Quel type de 'sarcasmes' Nanon (salut!)?


Et puis j'ai deux exemples:

1.Deux collègues se voient à la cafétéria du bureau, et bien sûr se disent 'Bonjour'. Ils se parlent un petit peu. Ils se disent 'Au revoir'.
Après 15 minutes*, tout à coup, ils se retrouvent à la bibliothèque du 'bureau'. Est-ce qu'ils peuvent se dire : Ah, rebonjour!
(par surprise de se revoir ou quoi.)


2. Le cours est de 3 heures. Le professeur entre dans la salle et dit 'Bonjour'. Après une heure trente, c'est la pause de 15 minutes*. Après la pause, le prof entre de nouveau dans la salle. Peut-il dire 'Rebonjour' aux étudiants?


merci beaucoup d'avance d'éclaircir ces deux situations aussi.


*J'insiste sur 15 minutes pour montrer la durée.


----------



## janpol

Je pense que les deux collègues ne se diraient pas "au revoir" (ils ont bien des occasions de se revoir dans la journée). ils se diraient plutôt « A+ (tard) ». Je pense aussi que 15 minutes c'est vraiment trop court pour qu'on se dise de nouveau « bonjour ».


----------



## Michelvar

Gemmenita said:


> 1.Deux collègues se voient à la cafétéria du bureau, et bien sûr se  disent 'Bonjour'. Ils se parlent un petit peu. Ils se disent 'Au  revoir'.
> Après 15 minutes*, tout à coup, ils se retrouvent à la bibliothèque du 'bureau'. Est-ce qu'ils peuvent se dire : Ah, rebonjour!
> (par surprise de se revoir ou quoi.)


C'est un réflexe courant, s'il sont surpris de se croiser, par exemple si ça n'est pas le lieu de travail habituel de l'un d'eux.

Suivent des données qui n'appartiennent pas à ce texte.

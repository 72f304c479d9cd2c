//! Error types.

use thiserror::Error;

/// Failure reported by a [`Cursor`](crate::Cursor) step.
#[derive(Error, Debug, Clone, Copy, PartialEq, Eq)]
pub enum IterError {
    /// `next` was called with no remaining elements.
    #[error("iterator exhausted")]
    Exhausted,

    /// The container was structurally modified outside this cursor since its
    /// last step. The cursor stays poisoned afterwards.
    #[error("container modified during iteration (expected generation {expected}, found {found})")]
    ConcurrentModification {
        /// Generation the cursor last observed.
        expected: u64,
        /// Generation the container reports now.
        found: u64,
    },

    /// The cursor was stepped on a container other than the one that
    /// created it. The cursor is left unchanged.
    #[error("cursor used with a container that did not create it")]
    WrongContainer,

    /// `remove` was called before `next`, or twice for the same element.
    #[error("no current element to remove")]
    NoCurrentElement,
}

/// Rejected [`CompactConfig`](crate::CompactConfig).
#[derive(Error, Debug, Clone, Copy, PartialEq)]
pub enum ConfigError {
    /// Load factor must lie in `[MIN_LOAD_FACTOR, 1]`.
    #[error("load factor {0} is outside [0.25, 1]")]
    LoadFactor(f64),

    /// The flood-guard chain limit must be at least 1.
    #[error("maximum bucket length must be at least 1")]
    MaxBucketLen,

    /// The expected-size hint exceeds what a compact table can hold.
    #[error("expected size {0} exceeds the maximum capacity")]
    ExpectedSize(usize),
}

On dit alors "re!", ou "rebonjour!", ou "décidément...", par exemple. En revanche, s'il est naturel qu'ils se croisent là, ils ne se saluent pas une seconde fois. Et ne se disent pas au revoir en se quittant.




Gemmenita said:


> 2. Le cours est de 3 heures. Le professeur entre dans la salle et dit   'Bonjour'. Après une heure trente, c'est la pause de 15 minutes*. Après   la pause,
> le prof entre de nouveau dans la salle. Peut-il dire 'Rebonjour' aux étudiants?

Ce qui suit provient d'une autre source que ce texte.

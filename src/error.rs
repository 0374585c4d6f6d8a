//! Error type shared by the whole crate.

/// Errors produced while building a city registry, loading a distance
/// table, or validating an evolution configuration.
#[derive(Debug, thiserror::Error)]
pub enum Error {
    /// A run parameter is out of range. Raised before any generation runs.
    #[error("InvalidConfiguration: {0}")]
    InvalidConfiguration(String),

    /// A route is not a permutation of the registry.
    #[error("InvariantViolation: {0}")]
    InvariantViolation(String),

    /// The distance table is malformed.
    #[error("InputFormatError: line {line}: {message}")]
    InputFormat { line: usize, message: String },

    #[error("IoError: {0}")]
    Io(#[from] std::io::Error),
}

pub type Result<T> = std::result::Result<T, Error>;

impl Error {
    pub(crate) fn config(message: impl Into<String>) -> Self {
        Error::InvalidConfiguration(message.into())
    }

    pub(crate) fn input(line: usize, message: impl Into<String>) -> Self {
        Error::InputFormat {
            line,
            message: message.into(),
        }
    }
}
//! Tournament selection.
//!
//! # References
//!
//! - Miller & Goldberg (1995), "Genetic Algorithms, Tournament Selection,
//!   and the Effects of Noise"

use super::population::Population;
use super::route::Route;
use crate::error::{Error, Result};
use rand::Rng;

/// Tournament selection: draw `size` members uniformly **with replacement**
/// and keep the shortest.
///
/// Larger tournaments mean stronger selection pressure; weak routes keep a
/// nonzero chance of being picked as long as `size` is finite.
///
/// Ties go to the earliest draw.
///
/// # Examples
///
/// ```
/// use tsp_evolve::ga::Tournament;
///
/// let t = Tournament::new(7).unwrap();
/// assert_eq!(t.size(), 7);
/// assert!(Tournament::new(0).is_err());
/// ```
#[derive(Debug, Clone, Copy, PartialEq, Eq)]
pub struct Tournament {
    size: usize,
}

impl Default for Tournament {
    fn default() -> Self {
        Self { size: 7 }
    }
}

impl Tournament {
    pub fn new(size: usize) -> Result<Self> {
        if size < 1 {
            return Err(Error::config("tournament_size must be at least 1"));
        }
        Ok(Self { size })
    }

    pub fn size(&self) -> usize {
        self.size
    }

    /// Returns the index of the tournament winner.
    ///
    /// # Complexity
    /// O(size)
    pub fn select_index<R: Rng>(&self, population: &Population<'_>, rng: &mut R) -> usize {
        tournament(population.routes(), self.size, rng)
    }

    /// Returns the tournament winner.
    pub fn select<'p, 'a, R: Rng>(&self, population: &'p Population<'a>, rng: &mut R) -> &'p Route<'a> {
        &population.routes()[self.select_index(population, rng)]
    }
}

/// Draws `k` indices into `routes` and returns the shortest.
fn tournament<R: Rng>(routes: &[Route<'_>], k: usize, rng: &mut R) -> usize {
    let n = routes.len();

    let mut best_idx = rng.random_range(0..n);
    for _ in 1..k {
        let idx = rng.random_range(0..n);
        if routes[idx].length() < routes[best_idx].length() {
            best_idx = idx;
        }
    }
    best_idx
}
//! Generational evolution loop.
//!
//! [`EvolutionController`] drives the state machine
//! `Initializing → (Breeding → Mutating → Evaluating)* → Terminated`:
//!
//! 1. **Initializing**: a random population is created; its fittest length
//!    becomes the initial length, and the best-ever route starts out as an
//!    independent random route.
//! 2. **Breeding**: the previous fittest route is carried into slot 0
//!    (elitism); every other slot is the OX child of two tournament winners.
//! 3. **Mutating**: every slot, the elite included, is mutated with
//!    probability `mutation_rate`. Elitism guarantees survival into the
//!    candidate pool, not immunity from mutation.
//! 4. **Evaluating**: the new fittest is computed and copied into the
//!    best-ever route when strictly shorter.
//!
//! The loop stops after `generations` populations (the initial one
//! included), or at a generation boundary once the cancellation flag is set.
//!
//! # Random streams
//!
//! For each breeding and mutating phase, one seed per slot is drawn from the
//! caller's random source and every slot then uses its own [`StdRng`].
//! Slots never share a stream, so parallel runs reproduce sequential ones.

use super::config::EvolutionConfig;
use super::operators::order_crossover;
use super::population::Population;
use super::report::{GenerationObserver, GenerationReport, NoopObserver};
use super::route::Route;
use super::selection::Tournament;
use crate::cities::CityRegistry;
use crate::error::{Error, Result};
use rand::rngs::StdRng;
use rand::{Rng, SeedableRng};
use std::sync::atomic::{AtomicBool, Ordering};
use std::sync::Arc;
use tracing::{debug, info, instrument, trace, warn};

/// Stage of the generational state machine.
#[derive(Debug, Clone, Copy, PartialEq, Eq)]
pub enum Phase {
    Initializing,
    Breeding,
    Mutating,
    Evaluating,
    Terminated,
}

/// Live state of a run between generations.
#[derive(Debug, Clone)]
pub struct EvolutionState<'a> {
    population: Population<'a>,
    best_ever: Route<'a>,
    initial_length: f64,
    generation: usize,
    total_generations: usize,
    phase: Phase,
    history: Vec<f64>,
    best_history: Vec<f64>,
}

impl<'a> EvolutionState<'a> {
    /// The current generation.
    pub fn population(&self) -> &Population<'a> {
        &self.population
    }

    /// Owned copy of the shortest route seen so far.
    pub fn best_ever(&self) -> &Route<'a> {
        &self.best_ever
    }

    /// Fittest length of the initial random population.
    pub fn initial_length(&self) -> f64 {
        self.initial_length
    }

    /// Index of the current population; the initial one is 0.
    pub fn generation(&self) -> usize {
        self.generation
    }

    pub fn phase(&self) -> Phase {
        self.phase
    }

    pub fn is_terminated(&self) -> bool {
        self.phase == Phase::Terminated
    }

    /// Fittest length of every population so far.
    pub fn history(&self) -> &[f64] {
        &self.history
    }

    /// Best-ever length after every population so far.
    pub fn best_history(&self) -> &[f64] {
        &self.best_history
    }

    pub fn report(&self) -> GenerationReport<'_, 'a> {
        GenerationReport {
            generation: self.generation,
            total_generations: self.total_generations,
            fittest: self.population.fittest(),
            best_ever_length: self.best_ever.length(),
        }
    }

    fn enter(&mut self, phase: Phase) {
        trace!(generation = self.generation, from = ?self.phase, to = ?phase, "phase transition");
        self.phase = phase;
    }

    fn into_result(self, cancelled: bool) -> EvolutionResult<'a> {
        EvolutionResult {
            best_length: self.best_ever.length(),
            best: self.best_ever,
            initial_length: self.initial_length,
            generations: self.generation + 1,
            cancelled,
            history: self.history,
            best_history: self.best_history,
        }
    }
}

/// Result of a complete run.
#[derive(Debug, Clone)]
pub struct EvolutionResult<'a> {
    /// The best route found during the entire run.
    pub best: Route<'a>,

    /// Same as `best.length()`.
    pub best_length: f64,

    /// Fittest length of the initial random population.
    pub initial_length: f64,

    /// Number of populations evaluated, the initial one included.
    pub generations: usize,

    /// Whether the run was cancelled externally.
    pub cancelled: bool,

    /// Fittest length of every generation, starting with the initial one.
    pub history: Vec<f64>,

    /// Best-ever length after every generation. Non-increasing.
    pub best_history: Vec<f64>,
}

impl EvolutionResult<'_> {
    /// `initial_length - best_length`; negative when no generation beat the
    /// initial fittest.
    pub fn improvement(&self) -> f64 {
        self.initial_length - self.best_length
    }
}

/// Runs the genetic algorithm over a fixed [`CityRegistry`].
///
/// # Usage
///
/// ```
/// use tsp_evolve::cities::CityRegistry;
/// use tsp_evolve::ga::{EvolutionConfig, EvolutionController};
///
/// let registry = CityRegistry::from_coordinates([
///     ("a", 0.0, 0.0),
///     ("b", 1.0, 0.0),
///     ("c", 1.0, 1.0),
///     ("d", 0.0, 1.0),
/// ])
/// .unwrap();
/// let config = EvolutionConfig::default()
///     .with_population_size(20)
///     .with_generations(30)
///     .with_seed(42);
///
/// let controller = EvolutionController::new(&registry, config).unwrap();
/// let result = controller.run().unwrap();
/// assert!((result.best_length - 4.0).abs() < 1e-9);
/// ```
#[derive(Debug, Clone)]
pub struct EvolutionController<'a> {
    registry: &'a CityRegistry,
    config: EvolutionConfig,
    tournament: Tournament,
}

impl<'a> EvolutionController<'a> {
    /// Validates `config` and binds it to `registry`.
    pub fn new(registry: &'a CityRegistry, config: EvolutionConfig) -> Result<Self> {
        config.validate()?;
        if registry.is_empty() {
            return Err(Error::config("registry must contain at least one city"));
        }
        if config.parallel && !cfg!(feature = "parallel") {
            warn!("parallel breeding requested but the `parallel` feature is disabled; running sequentially");
        }
        if config.mutation == super::operators::MutationPolicy::TwoOpt && !registry.is_symmetric(1e-9) {
            warn!("2-opt gains assume symmetric distances; the distance table is asymmetric");
        }
        let tournament = Tournament::new(config.tournament_size)?;
        Ok(Self {
            registry,
            config,
            tournament,
        })
    }

    pub fn config(&self) -> &EvolutionConfig {
        &self.config
    }

    pub fn registry(&self) -> &'a CityRegistry {
        self.registry
    }

    /// Runs to completion with the configured seed, or a fresh one.
    pub fn run(&self) -> Result<EvolutionResult<'a>> {
        let seed = self.config.seed.unwrap_or_else(rand::random);
        let mut rng = StdRng::seed_from_u64(seed);
        self.run_with_rng(&mut rng)
    }

    /// Runs to completion drawing every random decision from `rng`.
    pub fn run_with_rng<R: Rng>(&self, rng: &mut R) -> Result<EvolutionResult<'a>> {
        self.run_with(rng, None, &mut NoopObserver)
    }

    /// Runs with an optional cancellation flag and a progress observer.
    ///
    /// The flag is only checked between generations. The observer is called
    /// once per evolved generation (not for the initial population).
    #[instrument(level = "info", skip_all, fields(
        cities = self.registry.len(),
        population = self.config.population_size,
        generations = self.config.generations,
    ))]
    pub fn run_with<R: Rng, O: GenerationObserver + ?Sized>(
        &self,
        rng: &mut R,
        cancel: Option<Arc<AtomicBool>>,
        observer: &mut O,
    ) -> Result<EvolutionResult<'a>> {
        let mut state = self.initialize(rng)?;
        info!(initial_length = state.initial_length, "initial population created");

        let mut cancelled = false;
        while !state.is_terminated() {
            if let Some(ref flag) = cancel {
                if flag.load(Ordering::Relaxed) {
                    cancelled = true;
                    state.enter(Phase::Terminated);
                    break;
                }
            }

            self.step(&mut state, rng)?;
            debug!(
                generation = state.generation,
                fittest = state.population.fittest().length(),
                best_ever = state.best_ever.length(),
                "generation evaluated"
            );
            observer.on_generation(&state.report());
        }

        let result = state.into_result(cancelled);
        info!(
            initial_length = result.initial_length,
            best_length = result.best_length,
            improvement = result.improvement(),
            generations = result.generations,
            cancelled = result.cancelled,
            "evolution finished"
        );
        Ok(result)
    }

    /// Initializing: random population, initial length, random best-ever.
    pub fn initialize<R: Rng>(&self, rng: &mut R) -> Result<EvolutionState<'a>> {
        let population = Population::random(self.registry, self.config.population_size, rng)?;
        let initial_length = population.fittest().length();
        let best_ever = Route::random(self.registry, rng);

        let mut state = EvolutionState {
            history: vec![initial_length],
            best_history: vec![best_ever.length()],
            population,
            best_ever,
            initial_length,
            generation: 0,
            total_generations: self.config.generations,
            phase: Phase::Initializing,
        };
        if self.config.generations <= 1 {
            state.enter(Phase::Terminated);
        }
        Ok(state)
    }

    /// One Breeding → Mutating → Evaluating cycle.
    ///
    /// Does nothing on a terminated state.
    pub fn step<R: Rng>(&self, state: &mut EvolutionState<'a>, rng: &mut R) -> Result<()> {
        if state.is_terminated() {
            return Ok(());
        }

        state.enter(Phase::Breeding);
        let mut candidates = self.breed(&state.population, rng);

        state.enter(Phase::Mutating);
        self.mutate_candidates(&mut candidates, rng);

        self.evaluate(state, candidates)?;

        if state.generation + 1 >= self.config.generations {
            state.enter(Phase::Terminated);
        }
        Ok(())
    }

    /// Breeding: builds the next candidate pool from `current`.
    ///
    /// With elitism, slot 0 holds a copy of `current`'s fittest route;
    /// every other slot is the OX child of two tournament winners.
    pub fn breed<R: Rng>(&self, current: &Population<'a>, rng: &mut R) -> Vec<Route<'a>> {
        let size = self.config.population_size;
        let elites = self.config.elitism.min(size);

        let seeds: Vec<u64> = (elites..size).map(|_| rng.random()).collect();
        let children = self.map_slots(&seeds, |slot_rng| {
            let parent1 = self.tournament.select(current, slot_rng);
            let parent2 = self.tournament.select(current, slot_rng);
            order_crossover(parent1, parent2, slot_rng)
        });

        let mut candidates = Vec::with_capacity(size);
        if elites > 0 {
            candidates.push(current.fittest().clone());
        }
        candidates.extend(children);
        candidates
    }

    /// Mutating: each candidate, slot 0 included, is handed to the mutation
    /// operator with probability `mutation_rate`.
    pub fn mutate_candidates<R: Rng>(&self, candidates: &mut [Route<'a>], rng: &mut R) {
        let seeds: Vec<u64> = candidates.iter().map(|_| rng.random()).collect();
        let mutation_rate = self.config.mutation_rate;
        let operator_rate = self.config.operator_rate;
        let policy = self.config.mutation;

        self.for_each_slot(candidates, &seeds, |route, slot_rng| {
            if slot_rng.random_range(0.0..1.0) < mutation_rate {
                policy.mutate(route, operator_rate, slot_rng);
            }
        });
    }

    /// Evaluating: installs `candidates` as the new generation and updates
    /// the best-ever route with a value copy when strictly shorter.
    pub fn evaluate(&self, state: &mut EvolutionState<'a>, candidates: Vec<Route<'a>>) -> Result<()> {
        state.enter(Phase::Evaluating);
        let population = Population::from_routes(candidates)?;

        let fittest = population.fittest();
        if fittest.length() < state.best_ever.length() {
            state.best_ever = fittest.clone();
        }
        state.history.push(fittest.length());
        state.best_history.push(state.best_ever.length());

        state.population = population;
        state.generation += 1;
        Ok(())
    }

    fn map_slots<T, F>(&self, seeds: &[u64], f: F) -> Vec<T>
    where
        T: Send,
        F: Fn(&mut StdRng) -> T + Send + Sync,
    {
        #[cfg(feature = "parallel")]
        {
            if self.config.parallel {
                use rayon::prelude::*;
                return seeds
                    .par_iter()
                    .map(|&seed| f(&mut StdRng::seed_from_u64(seed)))
                    .collect();
            }
        }
        seeds
            .iter()
            .map(|&seed| f(&mut StdRng::seed_from_u64(seed)))
            .collect()
    }

    fn for_each_slot<F>(&self, candidates: &mut [Route<'a>], seeds: &[u64], f: F)
    where
        F: Fn(&mut Route<'a>, &mut StdRng) + Send + Sync,
    {
        #[cfg(feature = "parallel")]
        {
            if self.config.parallel {
                use rayon::prelude::*;
                candidates
                    .par_iter_mut()
                    .zip(seeds.par_iter())
                    .for_each(|(route, &seed)| f(route, &mut StdRng::seed_from_u64(seed)));
                return;
            }
        }
        for (route, &seed) in candidates.iter_mut().zip(seeds) {
            f(route, &mut StdRng::seed_from_u64(seed));
        }
    }
}

// ============================================================================
// Tests
// ============================================================================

C'est peu probable, il n'a aucune raison de dire cela. A moins que de nouveaux étudiants se soient joints au groupe pendant la pause, auquel cas il pourrait saluer les nouveaux.


----------



## Nanon

Gemmenita said:


> Quel type de 'sarcasmes' ?


« Comment, tu as oublié qu'on s'est déjà parlé ce matin ? Tu n'as plus toute ta tête... Mange du poisson, ça contient du phosphore, c'est bon pour la mémoire... »


----------



## Gemmenita

Merci beaucoup à tous les trois. 

Oui, le cas des collègues est plus proche à l'idée de Michelvar (par exemple deux collègues de deux départements différents, l'un au 3ème étage, l'autre au 12ème étage) et qui se voient rarement et peut-être presque jamais et puis deux fois en quelques minutes dans des lieux inhabituels...!



Michelvar said:


> (...)
> C'est peu probable, il n'a aucune raison de dire cela. A moins que de nouveaux étudiants se soient joints au groupe pendant la pause, auquel cas il pourrait saluer les nouveaux.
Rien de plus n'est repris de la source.